(Items listed in a dataset)
//! Module dependency graph: declaration-ordered, validated acyclic.
//!
//! The graph is an immutable value handed to the orchestrator, never shared
//! mutable state. Iteration follows declaration order exactly; there is no
//! topological sort. A module whose prerequisites are declared later in the
//! table will be skipped during an install-all pass, which is the intended
//! single-pass policy.

use std::collections::{HashMap, HashSet};

use serde::{Deserialize, Serialize};

use crate::error::GraphError;

/// One declared module and the modules it requires.
#[derive(Debug, Clone, Serialize, Deserialize)]
pub struct GraphEntry {
    pub name: String,
    #[serde(default)]
    pub requires: Vec<String>,
}

/// Immutable dependency table, iterated in declaration order.
///
/// Keys are compared case-insensitively everywhere.
#[derive(Debug, Clone, Default)]
pub struct DependencyGraph {
    entries: Vec<GraphEntry>,
}

impl DependencyGraph {
    /// Build a graph from declared entries, rejecting duplicates, references
    /// to undeclared modules, and dependency cycles.
    pub fn from_entries(entries: Vec<GraphEntry>) -> Result<Self, GraphError> {
        validate(&entries)?;
        Ok(Self { entries })
    }

    /// The stock module table the deployment ships with, in install order.
    pub fn builtin() -> Self {
        let entries = vec![
            entry("Patient", &[]),
            entry("Triage", &["Patient"]),
            entry("Laboratory", &["Patient"]),
            entry("Biometric", &["Patient"]),
            entry("HIV", &["Patient", "Triage", "Laboratory", "Biometric"]),
            entry("HTS", &["Patient"]),
            entry("Prep", &["HIV"]),
            entry("PMTCT", &["HIV"]),
            entry("ADR", &[]),
            entry("Hepatitis", &["Patient"]),
            entry("Report", &["HIV"]),
            entry("NDR", &["Patient", "Triage", "Laboratory", "HIV"]),
            entry("Lims", &["Patient", "Laboratory"]),
            entry("Casemanager", &["Patient"]),
            entry("Immunization", &["Patient"]),
            entry("MHPSS", &["Patient"]),
            entry("KP_Prev", &[]),
            entry("Backup", &[]),
            entry("Client-sync", &[]),
        ];
        Self { entries }
    }

    pub fn len(&self) -> usize {
        self.entries.len()
    }

    pub fn is_empty(&self) -> bool {
        self.entries.is_empty()
    }

    /// Entries in declaration order.
    pub fn iter(&self) -> impl Iterator<Item = &GraphEntry> {
        self.entries.iter()
    }

    pub fn entries(&self) -> &[GraphEntry] {
        &self.entries
    }

    /// Prerequisites of `key`, or `None` when the graph does not declare it.
    pub fn requirements(&self, key: &str) -> Option<&[String]> {
        self.entries
            .iter()
            .find(|e| e.name.eq_ignore_ascii_case(key))
            .map(|e| e.requires.as_slice())
    }

    /// True iff every prerequisite of `key` is present in `installed`.
    ///
    /// A module with no prerequisites, or one the graph does not declare, is
    /// always eligible.
    pub fn eligible(&self, key: &str, installed: &HashSet<String>) -> bool {
        let Some(requires) = self.requirements(key) else {
            return true;
        };
        requires
            .iter()
            .all(|req| installed.iter().any(|have| have.eq_ignore_ascii_case(req)))
    }
}

fn entry(name: &str, requires: &[&str]) -> GraphEntry {
    GraphEntry {
        name: name.to_string(),
        requires: requires.iter().map(|r| r.to_string()).collect(),
    }
}

fn validate(entries: &[GraphEntry]) -> Result<(), GraphError> {
    let mut seen = HashSet::new();
    for e in entries {
        if !seen.insert(e.name.to_lowercase()) {
            return Err(GraphError::DuplicateModule {
                module: e.name.clone(),
            });
        }
    }

    for e in entries {
        for req in &e.requires {
            if !entries.iter().any(|o| o.name.eq_ignore_ascii_case(req)) {
                return Err(GraphError::UnknownDependency {
                    module: e.name.clone(),
                    requirement: req.clone(),
                });
            }
        }
    }

    detect_cycles(entries)
}

const NEW: u8 = 0;
const VISITING: u8 = 1;
const DONE: u8 = 2;

fn detect_cycles(entries: &[GraphEntry]) -> Result<(), GraphError> {
    let lookup: HashMap<String, usize> = entries
        .iter()
        .enumerate()
        .map(|(i, e)| (e.name.to_lowercase(), i))
        .collect();
    let mut marks = vec![NEW; entries.len()];
    let mut path = Vec::new();

    for start in 0..entries.len() {
        if marks[start] == NEW {
            walk(start, entries, &lookup, &mut marks, &mut path)?;
        }
    }
    Ok(())
}

fn walk(
    current: usize,
    entries: &[GraphEntry],
    lookup: &HashMap<String, usize>,
    marks: &mut [u8],
    path: &mut Vec<String>,
) -> Result<(), GraphError> {
    marks[current] = VISITING;
    path.push(entries[current].name.clone());

    for req in &entries[current].requires {
        let Some(&next) = lookup.get(&req.to_lowercase()) else {
            continue;
        };
        match marks[next] {
            DONE => {}
            VISITING => {
                let looped = &entries[next].name;
                let from = path
                    .iter()
                    .position(|n| n.eq_ignore_ascii_case(looped))
                    .unwrap_or(0);
                let mut chain: Vec<&str> = path[from..].iter().map(String::as_str).collect();
                chain.push(looped);
                return Err(GraphError::CircularDependency {
                    chain: chain.join(" -> "),
                });
            }
            _ => walk(next, entries, lookup, marks, path)?,
        }
    }

    path.pop();
    marks[current] = DONE;
    Ok(())
}

#[cfg(test)]
mod tests {
    use super::*;

    #[test]
    fn test_declaration_order_is_preserved() {
        let graph = DependencyGraph::from_entries(vec![
            entry("Zulu", &[]),
            entry("Alpha", &["Zulu"]),
            entry("Mike", &[]),
        ])
        .unwrap();

        let names: Vec<&str> = graph.iter().map(|e| e.name.as_str()).collect();
        assert_eq!(names, vec!["Zulu", "Alpha", "Mike"]);
    }

    #[test]
    fn test_empty_requirements_always_eligible() {
        let graph = DependencyGraph::from_entries(vec![entry("Patient", &[])]).unwrap();
        assert!(graph.eligible("Patient", &HashSet::new()));
    }

    #[test]
    fn test_undeclared_key_is_eligible() {
        let graph = DependencyGraph::from_entries(vec![entry("Patient", &[])]).unwrap();
        assert!(graph.eligible("Mystery", &HashSet::new()));
    }

    #[test]
    fn test_eligibility_requires_all_prerequisites() {
        let graph = DependencyGraph::from_entries(vec![
            entry("Patient", &[]),
            entry("Laboratory", &["Patient"]),
            entry("Lims", &["Patient", "Laboratory"]),
        ])
        .unwrap();

        let mut installed = HashSet::new();
        installed.insert("Patient".to_string());
        assert!(graph.eligible("Laboratory", &installed));
        assert!(!graph.eligible("Lims", &installed));

        installed.insert("Laboratory".to_string());
        assert!(graph.eligible("Lims", &installed));
    }

    #[test]
    fn test_eligibility_ignores_case() {
        let graph = DependencyGraph::from_entries(vec![
            entry("Patient", &[]),
            entry("Triage", &["Patient"]),
        ])
        .unwrap();

        let mut installed = HashSet::new();
        installed.insert("PATIENT".to_string());
        assert!(graph.eligible("triage", &installed));
    }

    #[test]
    fn test_duplicate_modules_rejected() {
        let err = DependencyGraph::from_entries(vec![entry("Patient", &[]), entry("patient", &[])])
            .unwrap_err();
        assert_eq!(
            err,
            GraphError::DuplicateModule {
                module: "patient".to_string()
            }
        );
    }

    #[test]
    fn test_unknown_requirement_rejected() {
        let err =
            DependencyGraph::from_entries(vec![entry("Triage", &["Patient"])]).unwrap_err();
        assert_eq!(
            err,
            GraphError::UnknownDependency {
                module: "Triage".to_string(),
                requirement: "Patient".to_string()
            }
        );
    }

    #[test]
    fn test_direct_cycle_detected() {
        let err = DependencyGraph::from_entries(vec![
            entry("A", &["B"]),
            entry("B", &["A"]),
        ])
        .unwrap_err();
        assert!(matches!(err, GraphError::CircularDependency { .. }));
        assert_eq!(err.to_string(), "circular dependency: A -> B -> A");
    }

    #[test]
    fn test_self_cycle_detected() {
        let err = DependencyGraph::from_entries(vec![entry("A", &["A"])]).unwrap_err();
        assert_eq!(err.to_string(), "circular dependency: A -> A");
    }

    #[test]
    fn test_transitive_cycle_detected() {
        let err = DependencyGraph::from_entries(vec![
            entry("A", &["C"]),
            entry("B", &["A"]),
            entry("C", &["B"]),
        ])
        .unwrap_err();
        assert!(matches!(err, GraphError::CircularDependency { .. }));
    }

    #[test]
    fn test_diamond_is_not_a_cycle() {
        let graph = DependencyGraph::from_entries(vec![
            entry("Base", &[]),
            entry("Left", &["Base"]),
            entry("Right", &["Base"]),
            entry("Top", &["Left", "Right"]),
        ]);
        assert!(graph.is_ok());
    }

    #[test]
    fn test_builtin_table_is_valid_and_ordered() {
        let graph = DependencyGraph::builtin();
        assert_eq!(graph.len(), 19);
        assert_eq!(graph.entries()[0].name, "Patient");

        // The shipped table must clear its own validation.
        assert!(DependencyGraph::from_entries(graph.entries().to_vec()).is_ok());

        // HIV sits behind the four clinical prerequisites.
        let requires = graph.requirements("hiv").unwrap();
        assert_eq!(requires, &["Patient", "Triage", "Laboratory", "Biometric"]);
    }
}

INSTRUCTIONS TO FOLLOW: The lines above starting at the one that contains "fn validate(entries: &[GraphEntry])" and ending at the one that contains "fn detect_cycles(entries: &[GraphEntry])" must be transcribed exactly, and no other lines may appear.

RESULT FOR THIS EXERCISE:
fn validate(entries: &[GraphEntry]) -> Result<(), GraphError> {
    let mut seen = HashSet::new();
    for e in entries {
        if !seen.insert(e.name.to_lowercase()) {
            return Err(GraphError::DuplicateModule {
                module: e.name.clone(),
            });
        }
    }

    for e in entries {
        for req in &e.requires {
            if !entries.iter().any(|o| o.name.eq_ignore_ascii_case(req)) {
                return Err(GraphError::UnknownDependency {
                    module: e.name.clone(),
                    requirement: req.clone(),
                });
            }
        }
    }

    detect_cycles(entries)
}

const NEW: u8 = 0;
const VISITING: u8 = 1;
const DONE: u8 = 2;

fn detect_cycles(entries: &[GraphEntry]) -> Result<(), GraphError> {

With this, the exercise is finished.